Given data>
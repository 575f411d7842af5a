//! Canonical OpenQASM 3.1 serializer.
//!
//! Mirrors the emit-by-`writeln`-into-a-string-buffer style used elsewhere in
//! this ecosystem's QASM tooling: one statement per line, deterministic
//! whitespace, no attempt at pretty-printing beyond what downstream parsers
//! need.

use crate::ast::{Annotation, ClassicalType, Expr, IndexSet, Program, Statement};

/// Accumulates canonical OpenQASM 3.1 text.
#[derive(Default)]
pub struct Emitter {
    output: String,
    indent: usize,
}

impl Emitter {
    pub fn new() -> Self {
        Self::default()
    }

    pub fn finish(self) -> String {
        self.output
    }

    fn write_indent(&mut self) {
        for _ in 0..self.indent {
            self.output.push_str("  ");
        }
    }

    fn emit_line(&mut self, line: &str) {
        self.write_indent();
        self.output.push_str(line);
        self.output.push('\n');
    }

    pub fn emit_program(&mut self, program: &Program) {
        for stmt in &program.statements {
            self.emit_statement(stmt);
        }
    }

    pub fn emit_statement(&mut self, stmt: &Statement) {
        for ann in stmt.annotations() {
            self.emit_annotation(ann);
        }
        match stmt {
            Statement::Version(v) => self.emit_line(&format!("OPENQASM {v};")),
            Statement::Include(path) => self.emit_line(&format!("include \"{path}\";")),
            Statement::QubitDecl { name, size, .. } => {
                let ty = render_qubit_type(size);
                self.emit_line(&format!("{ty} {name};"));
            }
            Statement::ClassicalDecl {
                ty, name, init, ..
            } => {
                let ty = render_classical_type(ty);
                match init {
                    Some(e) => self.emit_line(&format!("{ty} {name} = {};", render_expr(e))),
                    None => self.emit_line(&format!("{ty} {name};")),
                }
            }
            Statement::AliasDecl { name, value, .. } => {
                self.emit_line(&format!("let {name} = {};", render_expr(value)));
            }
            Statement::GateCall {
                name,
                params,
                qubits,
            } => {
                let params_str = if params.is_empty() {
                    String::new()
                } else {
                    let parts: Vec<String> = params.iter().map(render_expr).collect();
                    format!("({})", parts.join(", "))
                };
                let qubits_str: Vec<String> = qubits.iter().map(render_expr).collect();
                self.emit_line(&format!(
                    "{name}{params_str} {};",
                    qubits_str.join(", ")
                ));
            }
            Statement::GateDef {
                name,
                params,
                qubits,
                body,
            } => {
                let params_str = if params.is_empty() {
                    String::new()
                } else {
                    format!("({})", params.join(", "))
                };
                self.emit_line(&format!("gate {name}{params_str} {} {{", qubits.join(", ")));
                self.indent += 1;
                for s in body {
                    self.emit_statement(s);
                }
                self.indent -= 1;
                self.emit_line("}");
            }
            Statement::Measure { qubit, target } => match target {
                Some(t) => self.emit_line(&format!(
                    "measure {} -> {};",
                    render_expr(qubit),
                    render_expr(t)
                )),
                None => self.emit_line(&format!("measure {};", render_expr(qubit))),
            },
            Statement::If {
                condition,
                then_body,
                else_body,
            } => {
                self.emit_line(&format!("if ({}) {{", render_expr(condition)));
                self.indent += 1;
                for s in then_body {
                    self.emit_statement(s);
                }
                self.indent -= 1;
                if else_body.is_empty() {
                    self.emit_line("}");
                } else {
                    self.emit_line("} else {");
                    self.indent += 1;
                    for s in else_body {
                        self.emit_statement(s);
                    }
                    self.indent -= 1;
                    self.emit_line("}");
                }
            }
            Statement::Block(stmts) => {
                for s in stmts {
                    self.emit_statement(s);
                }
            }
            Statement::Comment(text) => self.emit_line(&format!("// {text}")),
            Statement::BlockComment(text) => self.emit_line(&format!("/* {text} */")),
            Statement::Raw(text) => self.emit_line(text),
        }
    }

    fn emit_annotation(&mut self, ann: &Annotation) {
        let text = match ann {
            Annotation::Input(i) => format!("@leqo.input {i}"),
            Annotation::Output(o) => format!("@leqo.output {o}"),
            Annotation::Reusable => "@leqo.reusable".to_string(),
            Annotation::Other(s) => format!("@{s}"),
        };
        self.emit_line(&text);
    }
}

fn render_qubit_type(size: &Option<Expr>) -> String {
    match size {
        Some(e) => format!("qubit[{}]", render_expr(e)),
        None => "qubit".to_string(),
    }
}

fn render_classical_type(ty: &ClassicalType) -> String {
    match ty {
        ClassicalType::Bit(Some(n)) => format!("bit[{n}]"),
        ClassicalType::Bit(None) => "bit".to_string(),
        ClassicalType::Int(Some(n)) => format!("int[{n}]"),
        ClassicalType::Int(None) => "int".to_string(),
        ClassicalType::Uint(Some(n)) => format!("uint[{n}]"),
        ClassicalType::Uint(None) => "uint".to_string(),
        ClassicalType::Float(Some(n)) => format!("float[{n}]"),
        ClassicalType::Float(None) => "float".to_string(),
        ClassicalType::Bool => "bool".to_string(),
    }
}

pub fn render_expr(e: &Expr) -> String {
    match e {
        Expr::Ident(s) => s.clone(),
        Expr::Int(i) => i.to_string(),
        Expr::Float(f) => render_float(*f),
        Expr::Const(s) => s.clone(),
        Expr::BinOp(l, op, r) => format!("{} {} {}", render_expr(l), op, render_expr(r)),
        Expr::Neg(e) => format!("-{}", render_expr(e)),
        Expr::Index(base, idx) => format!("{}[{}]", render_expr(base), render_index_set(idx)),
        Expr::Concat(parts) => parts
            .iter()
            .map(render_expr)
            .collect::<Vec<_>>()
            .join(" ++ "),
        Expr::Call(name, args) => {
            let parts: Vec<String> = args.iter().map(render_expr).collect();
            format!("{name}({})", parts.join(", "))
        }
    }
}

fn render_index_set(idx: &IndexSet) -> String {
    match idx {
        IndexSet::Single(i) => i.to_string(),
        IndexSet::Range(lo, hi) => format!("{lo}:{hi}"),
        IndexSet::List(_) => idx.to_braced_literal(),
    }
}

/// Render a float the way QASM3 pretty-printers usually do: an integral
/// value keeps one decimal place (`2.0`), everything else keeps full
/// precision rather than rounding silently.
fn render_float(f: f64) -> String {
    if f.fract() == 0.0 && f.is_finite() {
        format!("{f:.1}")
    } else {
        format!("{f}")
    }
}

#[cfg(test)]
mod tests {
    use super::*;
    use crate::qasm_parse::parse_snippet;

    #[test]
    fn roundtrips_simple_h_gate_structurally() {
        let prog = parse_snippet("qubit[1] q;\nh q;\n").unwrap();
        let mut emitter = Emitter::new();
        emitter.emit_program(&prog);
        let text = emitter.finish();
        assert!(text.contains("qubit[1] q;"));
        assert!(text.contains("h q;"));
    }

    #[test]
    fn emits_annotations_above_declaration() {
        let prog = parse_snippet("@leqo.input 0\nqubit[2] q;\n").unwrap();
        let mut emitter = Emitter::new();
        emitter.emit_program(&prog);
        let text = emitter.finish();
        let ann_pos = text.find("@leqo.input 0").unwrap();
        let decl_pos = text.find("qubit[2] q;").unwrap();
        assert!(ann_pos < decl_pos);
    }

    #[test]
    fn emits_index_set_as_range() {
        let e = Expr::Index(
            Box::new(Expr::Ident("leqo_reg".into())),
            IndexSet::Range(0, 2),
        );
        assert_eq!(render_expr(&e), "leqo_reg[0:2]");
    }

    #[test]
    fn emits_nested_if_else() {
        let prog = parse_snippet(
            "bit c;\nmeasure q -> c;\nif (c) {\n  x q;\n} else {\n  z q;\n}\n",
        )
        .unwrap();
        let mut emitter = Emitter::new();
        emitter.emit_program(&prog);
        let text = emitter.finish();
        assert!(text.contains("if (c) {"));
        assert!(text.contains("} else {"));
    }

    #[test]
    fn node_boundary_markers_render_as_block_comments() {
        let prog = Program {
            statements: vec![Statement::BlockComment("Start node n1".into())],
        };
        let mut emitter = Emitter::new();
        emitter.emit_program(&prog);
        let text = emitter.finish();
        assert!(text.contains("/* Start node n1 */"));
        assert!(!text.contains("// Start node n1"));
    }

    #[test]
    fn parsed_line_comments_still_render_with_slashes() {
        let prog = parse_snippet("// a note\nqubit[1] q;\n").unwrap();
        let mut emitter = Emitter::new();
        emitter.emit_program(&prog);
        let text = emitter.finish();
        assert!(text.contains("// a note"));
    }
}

Task details>
Say how many lines in the records hold the word "IndexSet", giving the number by itself.

Solution for this exercise>
6